Há exemplos concretos. Um é o do município de Candeias, em Minas Gerais, que enfrentou dificuldades em 2020 ao tentar acessar recursos do Programa Pró-Gestão no Saneamento, que visa melhorar a gestão de serviços de água e esgoto nos municípios. A prefeitura falhou em realizar a capacitação necessária para a equipe responsável pela elaboração de propostas. Como resultado, a cidade não conseguiu implementar melhorias urgentes na infraestrutura de saneamento, o que resultou em problemas de saúde pública, como surtos de doenças transmitidas pela água. Em 2018, São Gabriel da Palha, no Espírito Santo, deixou de utilizar verbas significativas do PAC devido à ineficiência na articulação dos projetos e ao não cumprimento das exigências de documentação e planejamento. A falta de planejamento adequado resultou em obras que poderiam ter melhorado a infraestrutura de transporte e saneamento no município. Em 2021, São Félix do Araguaia enfrentou dificuldades na execução do Programa de Vacinação contra a Influenza. A cidade não conseguiu concluir o cadastramento adequado no Sistema de Informações do Programa Nacional de Imunizações (SI-PNI), levando à não captação de recursos destinados à compra de vacinas e equipamentos de saúde. Em 2018, Taboão da Serra teve a oportunidade de captar recursos por meio do Programa de Apoio à Cultura para financiar um festival de artes cênicas que incluiria apresentações teatrais, dança e música, buscando valorizar a cultura local e estimular o turismo. A prefeitura, no entanto, enfrentou dificuldades na elaboração do projeto e na submissão adequada da proposta. A equipe responsável pela gestão cultural não possuía a experiência necessária para elaborar um projeto que atendesse às exigências do PAC, que incluíam a apresentação de um plano de execução detalhado, orçamentos e cronogramas de atividades.

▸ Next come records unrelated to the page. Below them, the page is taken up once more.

#[cfg(test)]
mod tests {
    use super::*;
    use crate::export::test_support::Fixture;
    use crate::render::RenderError;
    use crate::storage::CredentialRecord;
    use std::cell::{Cell, RefCell};
    use std::io::Read;

    /// Records progress and cancels after a fixed number of checks.
    #[derive(Default)]
    struct RecordingControl {
        progress: RefCell<Vec<u8>>,
        failures: RefCell<Vec<RenderFailure>>,
        checks: Cell<usize>,
        cancel_after: Option<usize>,
    }

    impl JobControl for RecordingControl {
        fn is_cancelled(&self) -> ExportResult<bool> {
            self.checks.set(self.checks.get() + 1);
            Ok(self.cancel_after.is_some_and(|n| self.checks.get() > n))
        }

        fn report_progress(&self, progress: u8) -> ExportResult<()> {
            self.progress.borrow_mut().push(progress);
            Ok(())
        }

        fn record_failure(&self, failure: RenderFailure) -> ExportResult<()> {
            self.failures.borrow_mut().push(failure);
            Ok(())
        }
    }

    fn archive_names(path: &Path) -> Vec<String> {
        let archive = zip::ZipArchive::new(std::fs::File::open(path).unwrap()).unwrap();
        let mut names: Vec<String> = archive.file_names().map(str::to_string).collect();
        names.sort();
        names
    }

    fn read_entry(path: &Path, name: &str) -> String {
        let mut archive = zip::ZipArchive::new(std::fs::File::open(path).unwrap()).unwrap();
        let mut text = String::new();
        archive.by_name(name).unwrap().read_to_string(&mut text).unwrap();
        text
    }

    #[test]
    fn progress_counts_every_unit_and_reaches_100() {
        let fx = Fixture::new();
        let org = fx.seed();
        let control = RecordingControl::default();

        let archive = export_organization(fx.inputs(), &org, "job-1", &control)
            .unwrap()
            .unwrap();

        let progress = control.progress.borrow();
        assert_eq!(progress.len(), 4 * 2 + 3);
        assert!(progress.windows(2).all(|w| w[0] <= w[1]));
        assert_eq!(progress.last(), Some(&100));
        assert!(control.failures.borrow().is_empty());

        assert_eq!(
            archive_names(&archive),
            vec![
                "contacts.json",
                "documents/HR/Handbook.docx",
                "documents/HR/Handbook.md",
                "documents/HR/Handbook.pdf",
                "documents/HR/Handbook.rtf",
                "documents/Welcome.docx",
                "documents/Welcome.md",
                "documents/Welcome.pdf",
                "documents/Welcome.rtf",
                "hierarchy.txt",
                "passwords.json",
            ]
        );

        // Staging directory is gone, only the archive remains
        assert_eq!(fx.exports_dir_entries(), vec!["org_1_export_job-1.zip".to_string()]);
    }

    #[test]
    fn archive_carries_decrypted_credentials_and_contacts() {
        let fx = Fixture::new();
        let org = fx.seed();
        let archive = export_organization(fx.inputs(), &org, "job-1", &RecordingControl::default())
            .unwrap()
            .unwrap();

        let passwords: serde_json::Value =
            serde_json::from_str(&read_entry(&archive, "passwords.json")).unwrap();
        assert_eq!(passwords[0]["title"], "VPN");
        assert_eq!(passwords[0]["password"], "s3cret");
        assert!(passwords[0]["2fa_secret"].is_null());
        assert!(passwords[0].get("date_added").is_some());

        let contacts: serde_json::Value =
            serde_json::from_str(&read_entry(&archive, "contacts.json")).unwrap();
        assert_eq!(contacts[0]["name"], "Ada");
        assert_eq!(contacts[0]["emergency_contact"], true);
        assert!(contacts[0].get("org_id").is_none());

        let hierarchy = read_entry(&archive, "hierarchy.txt");
        assert!(hierarchy.contains("[FOLDER] HR/\n  [DOC] Handbook"));
        assert!(hierarchy.contains("[ROOT DOCUMENTS]\n  [DOC] Welcome"));
    }

    #[test]
    fn undecryptable_secrets_become_null() {
        let fx = Fixture::new();
        let org = fx.seed();
        let mut broken = CredentialRecord::new(2, 1, "Router");
        broken.encrypted_password = Some("not-a-token".into());
        CredentialRepository::new(&fx.store).save(&broken).unwrap();

        let archive = export_organization(fx.inputs(), &org, "job-1", &RecordingControl::default())
            .unwrap()
            .unwrap();
        let passwords: serde_json::Value =
            serde_json::from_str(&read_entry(&archive, "passwords.json")).unwrap();

        assert_eq!(passwords.as_array().unwrap().len(), 2);
        assert_eq!(passwords[0]["password"], "s3cret");
        assert!(passwords[1]["password"].is_null());
    }

    #[test]
    fn without_a_key_the_export_completes_with_null_secrets() {
        let fx = Fixture::new();
        let org = fx.seed();
        let disabled = SecretCipher::disabled();
        let inputs = ExportInputs {
            cipher: &disabled,
            ..fx.inputs()
        };

        let archive = export_organization(inputs, &org, "job-1", &RecordingControl::default())
            .unwrap()
            .unwrap();
        let passwords: serde_json::Value =
            serde_json::from_str(&read_entry(&archive, "passwords.json")).unwrap();
        assert_eq!(passwords[0]["title"], "VPN");
        assert!(passwords[0]["password"].is_null());
    }

    #[test]
    fn cancellation_stops_between_units_and_cleans_up() {
        let fx = Fixture::new();
        let org = fx.seed();
        let control = RecordingControl {
            cancel_after: Some(3),
            ..Default::default()
        };

        let result = export_organization(fx.inputs(), &org, "job-1", &control).unwrap();
        assert!(result.is_none());
        assert_eq!(control.checks.get(), 4);
        assert_eq!(control.progress.borrow().len(), 3);
        assert!(fx.exports_dir_entries().is_empty());
    }

    #[test]
    fn duplicate_titles_in_one_folder_get_the_id_appended() {
        let fx = Fixture::new();
        let org = fx.seed();
        fx.document(102, "Welcome", None);
        fx.document(103, "Notes?", Some(10));
        fx.document(104, "Notes", Some(10));

        let archive = export_organization(fx.inputs(), &org, "job-1", &RecordingControl::default())
            .unwrap()
            .unwrap();
        let names = archive_names(&archive);

        assert!(names.contains(&"documents/Welcome.md".to_string()));
        assert!(names.contains(&"documents/Welcome (102).md".to_string()));
        assert!(names.contains(&"documents/HR/Notes.md".to_string()));
        assert!(names.contains(&"documents/HR/Notes (104).md".to_string()));
    }

    #[test]
    fn renderer_errors_and_panics_are_isolated() {
        assert_eq!(isolated(|| Ok(vec![1, 2])), Ok(vec![1, 2]));
        assert_eq!(
            isolated(|| Err(RenderError::Docx("bad image".into()))),
            Err("DOCX packaging failed: bad image".to_string())
        );

        let reason = isolated(|| -> RenderResult<Vec<u8>> { panic!("boom") }).unwrap_err();
        assert_eq!(reason, "renderer panicked: boom");
    }

    #[test]
    fn run_job_drives_the_ledger_to_completed() {
        let fx = Fixture::new();
        fx.seed();
        let ledger = &fx.ledger;
        let job = ledger.start_export(1, Some("admin".into())).unwrap();

        let outcome = run_job(fx.inputs(), ledger, &job.id);
        let Outcome::Completed { archive, render_failures } = outcome else {
            panic!("unexpected outcome: {outcome:?}");
        };
        assert_eq!(render_failures, 0);
        assert!(archive.exists());

        let stored = ledger.get_job(&job.id).unwrap().unwrap();
        assert_eq!(stored.status, ExportStatus::Completed);
        assert_eq!(stored.progress, 100);
        assert_eq!(stored.file_path.as_deref(), Some(archive.to_string_lossy().as_ref()));
        assert!(stored.completed_at.is_some());
        assert!(stored.error_message.is_none());
    }

    #[test]
    fn over_long_titles_are_shortened_and_the_job_completes() {
        let fx = Fixture::new();
        fx.seed();
        fx.document(102, &"A".repeat(300), None);
        let job = fx.ledger.start_export(1, None).unwrap();

        let outcome = run_job(fx.inputs(), &fx.ledger, &job.id);
        let Outcome::Completed { archive, render_failures } = outcome else {
            panic!("unexpected outcome: {outcome:?}");
        };
        assert_eq!(render_failures, 0);

        let names = archive_names(&archive);
        let short = "A".repeat(crate::export::MAX_NAME_BYTES);
        for ext in ["md", "pdf", "docx", "rtf"] {
            assert!(names.contains(&format!("documents/{short}.{ext}")), "{ext}");
        }
        assert!(names.contains(&"documents/HR/Handbook.pdf".to_string()));
        assert!(names.contains(&"documents/Welcome.docx".to_string()));
    }

    #[test]
    fn a_failed_write_is_recorded_and_the_job_still_completes() {
        let fx = Fixture::new();
        fx.seed();
        // A folder occupying the path of the document's markdown file
        FolderRepository::new(&fx.store)
            .save(&crate::storage::DocumentFolder {
                id: 20,
                org_id: 1,
                name: "Notes.md".into(),
                parent_id: None,
            })
            .unwrap();
        fx.document(102, "Notes", None);
        let job = fx.ledger.start_export(1, None).unwrap();

        let outcome = run_job(fx.inputs(), &fx.ledger, &job.id);
        let Outcome::Completed { archive, render_failures } = outcome else {
            panic!("unexpected outcome: {outcome:?}");
        };
        assert_eq!(render_failures, 1);

        let stored = fx.ledger.get_job(&job.id).unwrap().unwrap();
        assert_eq!(stored.status, ExportStatus::Completed);
        assert_eq!(stored.progress, 100);
        assert_eq!(stored.render_failures.len(), 1);
        let failure = &stored.render_failures[0];
        assert_eq!(failure.document_id, 102);
        assert_eq!(failure.format, "md");
        assert!(failure.reason.starts_with("write failed"), "{}", failure.reason);

        let names = archive_names(&archive);
        assert!(names.contains(&"documents/Notes.pdf".to_string()));
        assert!(names.contains(&"documents/Notes.rtf".to_string()));
        assert!(names.contains(&"documents/HR/Handbook.md".to_string()));
        assert!(names.contains(&"passwords.json".to_string()));
    }

    #[test]
    fn run_job_fails_for_missing_organization() {
        let fx = Fixture::new();
        let ledger = &fx.ledger;
        let job = ledger.start_export(42, None).unwrap();

        assert_eq!(
            run_job(fx.inputs(), ledger, &job.id),
            Outcome::Failed("Organization not found".into())
        );
        let stored = ledger.get_job(&job.id).unwrap().unwrap();
        assert_eq!(stored.status, ExportStatus::Failed);
        assert_eq!(stored.error_message.as_deref(), Some("Organization not found"));
        assert!(stored.file_path.is_none());
    }

    #[test]
    fn run_job_skips_work_when_cancelled_before_start() {
        let fx = Fixture::new();
        fx.seed();
        let ledger = &fx.ledger;
        let job = ledger.start_export(1, None).unwrap();
        ledger.request_cancel(1).unwrap();

        assert_eq!(run_job(fx.inputs(), ledger, &job.id), Outcome::Cancelled);
        let stored = ledger.get_job(&job.id).unwrap().unwrap();
        assert_eq!(stored.status, ExportStatus::Cancelled);
        assert_eq!(stored.progress, 0);
        assert!(fx.exports_dir_entries().is_empty());
    }

    #[test]
    fn run_job_on_a_deleted_row_is_skipped() {
        let fx = Fixture::new();
        let ledger = &fx.ledger;
        assert_eq!(run_job(fx.inputs(), ledger, "missing"), Outcome::Skipped);
    }
}
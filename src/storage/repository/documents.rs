// SPDX-License-Identifier: AGPL-3.0-or-later
//
// Copyright (C) 2026 InfoGarden

//! Document and folder repositories.
//!
//! Folders form a tree through `parent_id`; documents optionally sit in a
//! folder. Both are stored one JSON file per record under the organization's
//! `folders/` and `documents/` directories.

use chrono::{DateTime, Utc};
use serde::{Deserialize, Serialize};
use utoipa::ToSchema;

use super::super::{FileStore, StorageResult};
use super::{load_all, load_one};

/// Format of a document's stored body.
#[derive(Debug, Clone, Copy, Default, Serialize, Deserialize, ToSchema, PartialEq, Eq)]
#[serde(rename_all = "lowercase")]
pub enum ContentType {
    #[default]
    Markdown,
    Html,
}

/// A folder in an organization's document tree.
#[derive(Debug, Clone, Serialize, Deserialize, ToSchema, PartialEq, Eq)]
pub struct DocumentFolder {
    pub id: i64,
    pub org_id: i64,
    pub name: String,
    /// Parent folder; `None` for a root folder
    pub parent_id: Option<i64>,
}

/// A stored document.
#[derive(Debug, Clone, Serialize, Deserialize, ToSchema, PartialEq, Eq)]
pub struct Document {
    pub id: i64,
    pub org_id: i64,
    pub folder_id: Option<i64>,
    pub title: String,
    pub content: Option<String>,
    #[serde(default)]
    pub content_type: ContentType,
    pub created_at: Option<DateTime<Utc>>,
    pub updated_at: Option<DateTime<Utc>>,
}

impl Document {
    /// Stored body, empty when absent.
    pub fn body(&self) -> &str {
        self.content.as_deref().unwrap_or_default()
    }
}

// =============================================================================
// Folders
// =============================================================================

/// Repository for document folders.
pub struct FolderRepository<'a> {
    storage: &'a FileStore,
}

impl<'a> FolderRepository<'a> {
    pub fn new(storage: &'a FileStore) -> Self {
        Self { storage }
    }

    /// Create or replace a folder.
    pub fn save(&self, folder: &DocumentFolder) -> StorageResult<()> {
        self.storage
            .write_json(self.storage.paths().folder(folder.org_id, folder.id), folder)
    }

    /// All folders of an organization, ordered by id.
    pub fn list_by_org(&self, org_id: i64) -> StorageResult<Vec<DocumentFolder>> {
        load_all(self.storage, &self.storage.paths().folders_dir(org_id))
    }
}

// =============================================================================
// Documents
// =============================================================================

/// Repository for documents.
pub struct DocumentRepository<'a> {
    storage: &'a FileStore,
}

impl<'a> DocumentRepository<'a> {
    pub fn new(storage: &'a FileStore) -> Self {
        Self { storage }
    }

    /// Get a document by ID.
    pub fn get(&self, org_id: i64, document_id: i64) -> StorageResult<Document> {
        let path = self.storage.paths().document(org_id, document_id);
        load_one(self.storage, &path, || format!("Document {document_id}"))
    }

    /// Create or replace a document.
    pub fn save(&self, document: &Document) -> StorageResult<()> {
        self.storage.write_json(
            self.storage.paths().document(document.org_id, document.id),
            document,
        )
    }

    /// All documents of an organization, ordered by id.
    pub fn list_by_org(&self, org_id: i64) -> StorageResult<Vec<Document>> {
        load_all(self.storage, &self.storage.paths().documents_dir(org_id))
    }
}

É sempre uma boa ideia buscar colaboração com o governo federal, propor uma revisão dos processos burocráticos que envolvem a solicitação de recursos, tornando-os mais claros e simplificados. Mas há aspecto crucial que merece destaque e comumente é desconhecido ou relegado ao preconceito da falta de conhecimento sobre o assunto. Uma atuação de relacionamento institucional de alto nível e transparente em Brasília por parte dos municípios. Para isso, é necessário que os municípios estabeleçam conexões sólidas não apenas com autoridades e suas participações nas emendas orçamentárias, mas também em ministérios e entidades governamentais. O desenvolvimento de uma agenda propositiva pode levar à criação de canais diretos de comunicação e ao alinhamento de estratégias para garantir a destinação dos recursos. Os municípios precisam estar ativamente em audiências e reuniões em Brasília, apresentando demandas específicas e buscando apoio para suas causas.
De uma maneira geral, a ineficiência na gestão dos recursos federais nos municípios brasileiros tem se mostrado um obstáculo significativo nos últimos dez anos. Somente por meio de um esforço bem estruturado será possível transformar a realidade e garantir que os recursos federais cheguem efetivamente àqueles que mais precisam. O caminho a seguir envolve não apenas a competência técnica, mas também a construção de uma rede de apoio que una esforços e amplie as possibilidades de desenvolvimento municipal.